If any character has come close to earning full audience sympathy despite infidelities, homicides, and a web of lies, it is Dory. Star and producer Shawkat has carried the show’s main emotional weight since the beginning – her nuanced performance captures the essential frustrations and emptiness Dory has sought refuge from in the least healthy and most alienating ways possible. In the latest series, she captures Dory’s increasingly fractured psyche as the ghosts of her past and present incarceration catch up to her in one of her finest acting showcases to date, marking her as a powerhouse in any project she puts her weight behind.

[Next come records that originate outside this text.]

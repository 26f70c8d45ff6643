//! IDE message protocol for editor extensions
//!
//! Messages are newline-delimited JSON objects exchanged over TCP. Each
//! message has a `type` field that determines its variant.
//!
//! # Examples
//!
//! ```ignore
//! // Run a command with the editor state it applies to
//! {"type": "execute_command", "command": "gounit.gen.file",
//!  "editor": {"active": {"path": "/src/calc.go"}, "visible": []}}
//!
//! // What the extension should do next
//! {"type": "command_result", "command": "gounit.gen.file", "outcome": "generated",
//!  "actions": [{"type": "show_information_message", "message": "Test for calc.go generated"},
//!              {"type": "open", "path": "/src/calc_test.go"}],
//!  "output": ["Generating Tests: gounit gen -i /src/calc.go", "Test for calc.go generated"]}
//! ```

use crate::commands::CommandId;
use crate::editor::{EditorAction, EditorSnapshot};
use serde::{Deserialize, Serialize};
use std::path::PathBuf;

/// Messages sent FROM the IDE to the bridge
#[derive(Debug, Clone, PartialEq, Serialize, Deserialize)]
#[serde(tag = "type", rename_all = "snake_case")]
pub enum IdeRequest {
    /// Health check / keep-alive
    Ping,

    /// Initialize session with workspace info
    Init {
        /// Workspace root directory
        workspace: PathBuf,
        /// Supported capabilities
        #[serde(default)]
        capabilities: Vec<String>,
    },

    /// Ask which commands the extension should register
    ListCommands,

    /// Run a registered command
    ExecuteCommand {
        /// Command id, e.g. `gounit.gen.file`
        command: String,
        /// Editor state at invocation time
        #[serde(default)]
        editor: EditorSnapshot,
        /// Optional id echoed back in the result
        #[serde(default, skip_serializing_if = "Option::is_none")]
        request_id: Option<String>,
    },
}

/// A command the extension should register
#[derive(Debug, Clone, PartialEq, Eq, Serialize, Deserialize)]
pub struct CommandInfo {
    /// Command id
    pub id: String,
    /// Title for the command palette
    pub title: String,
}

impl From<CommandId> for CommandInfo {
    fn from(command: CommandId) -> Self {
        Self {
            id: command.as_str().to_string(),
            title: command.title().to_string(),
        }
    }
}

/// How a command ended
#[derive(Debug, Clone, Copy, PartialEq, Eq, Serialize, Deserialize)]
#[serde(rename_all = "snake_case")]
pub enum CommandStatus {
    /// A precondition was not met
    Skipped,
    /// The generator is not installed
    ToolMissing,
    /// Tests were generated
    Generated,
    /// The counterpart file was opened
    Toggled,
    /// The command failed
    Failed,
}

/// Messages sent FROM the bridge TO the IDE
#[derive(Debug, Clone, PartialEq, Serialize, Deserialize)]
#[serde(tag = "type", rename_all = "snake_case")]
pub enum IdeResponse {
    /// Response to Ping
    Pong {
        /// Bridge version
        version: String,
        /// Wire protocol version
        protocol: String,
    },

    /// Session initialized successfully
    InitAck {
        /// Assigned session ID
        session_id: String,
        /// Bridge version
        version: String,
        /// Wire protocol version
        protocol: String,
        /// Server capabilities
        capabilities: Vec<String>,
    },

    /// Registered commands
    Commands {
        /// Commands in registration order
        commands: Vec<CommandInfo>,
    },

    /// Result of an executed command
    CommandResult {
        /// Command id that ran
        command: String,
        /// How it ended
        outcome: CommandStatus,
        /// Error description when `outcome` is `failed`
        #[serde(skip_serializing_if = "Option::is_none")]
        error: Option<String>,
        /// Editor actions to perform, in order
        actions: Vec<EditorAction>,
        /// Lines to append to the output channel
        output: Vec<String>,
        /// Request ID from the request, if any
        #[serde(skip_serializing_if = "Option::is_none")]
        request_id: Option<String>,
    },

    /// Error response
    Error {
        /// Error code
        code: String,
        /// Human-readable message
        message: String,
        /// Optional request ID if error relates to specific request
        #[serde(skip_serializing_if = "Option::is_none")]
        request_id: Option<String>,
    },
}

/// Parse an IDE request from JSON bytes
///
/// # Errors
///
/// Returns an error if the JSON is malformed or missing required fields.
pub fn parse_request(data: &[u8]) -> Result<IdeRequest, serde_json::Error> {
    serde_json::from_slice(data)
}

/// Serialize an IDE response to JSON bytes
///
/// # Errors
///
/// Returns an error if serialization fails (should not happen for valid data).
pub fn serialize_response(response: &IdeResponse) -> Result<Vec<u8>, serde_json::Error> {
    serde_json::to_vec(response)
}

/// Protocol version for compatibility checks, sent in `pong` and `init_ack`
pub const PROTOCOL_VERSION: &str = "1.0";

/// Default server capabilities
pub fn default_capabilities() -> Vec<String> {
    vec!["commands".to_string(), "output".to_string()]
}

As Dory’s experience and perspective radically change, the show stays unflinchingly on her. While imagination and reality have blended since the second series, these intrusions mix to a greater degree in her kidnapping ordeal, setting the stage for some genuinely unexpected allegiances. Every perplexing decision, however, is rooted in Dory’s experience through Shawkat’s portrayal, making them feel earned rather than merely shock value. This delicate portrayal feels almost too raw to continue – and yet continuation seems what the show is bending towards.
Dory begins Search Party trying to figure out Chantal’s disappearance, and by extension Chantal as a person, partly because she fears knowing herself. She runs from unfulfilling jobs and relationships, and seeing her world brought down by the consequences of her actions feels earned, but also sits just close enough to a far more relatable, mundane escape fantasy and fears of perception to connect. By series four she has nowhere to hide, and the ensuing self-deconstruction leaves nothing but an image her friends project themselves onto. In a striking scene in the series’ final moments, not a single person can say something about Dory that does not actually reflect more on themselves. This tragedy of fundamental unknowability undercuts Search Party’s satire, almost ending the show with the gut-wrenching hollowness of an unredeemed universe.
This would be a fantastic, unsettling, even brave end to a show whose darkness comes from the mind, not reality. But then there is a twist – there is always a twist ensuring another season. Search Party’s fourth series ends on a note that will be divisive – in some ways it sinks its courage with a mawkish five minutes, but it is impossible actually to tell what is real and what remains in our antihero’s imagination. Only time – or a fifth series – will tell.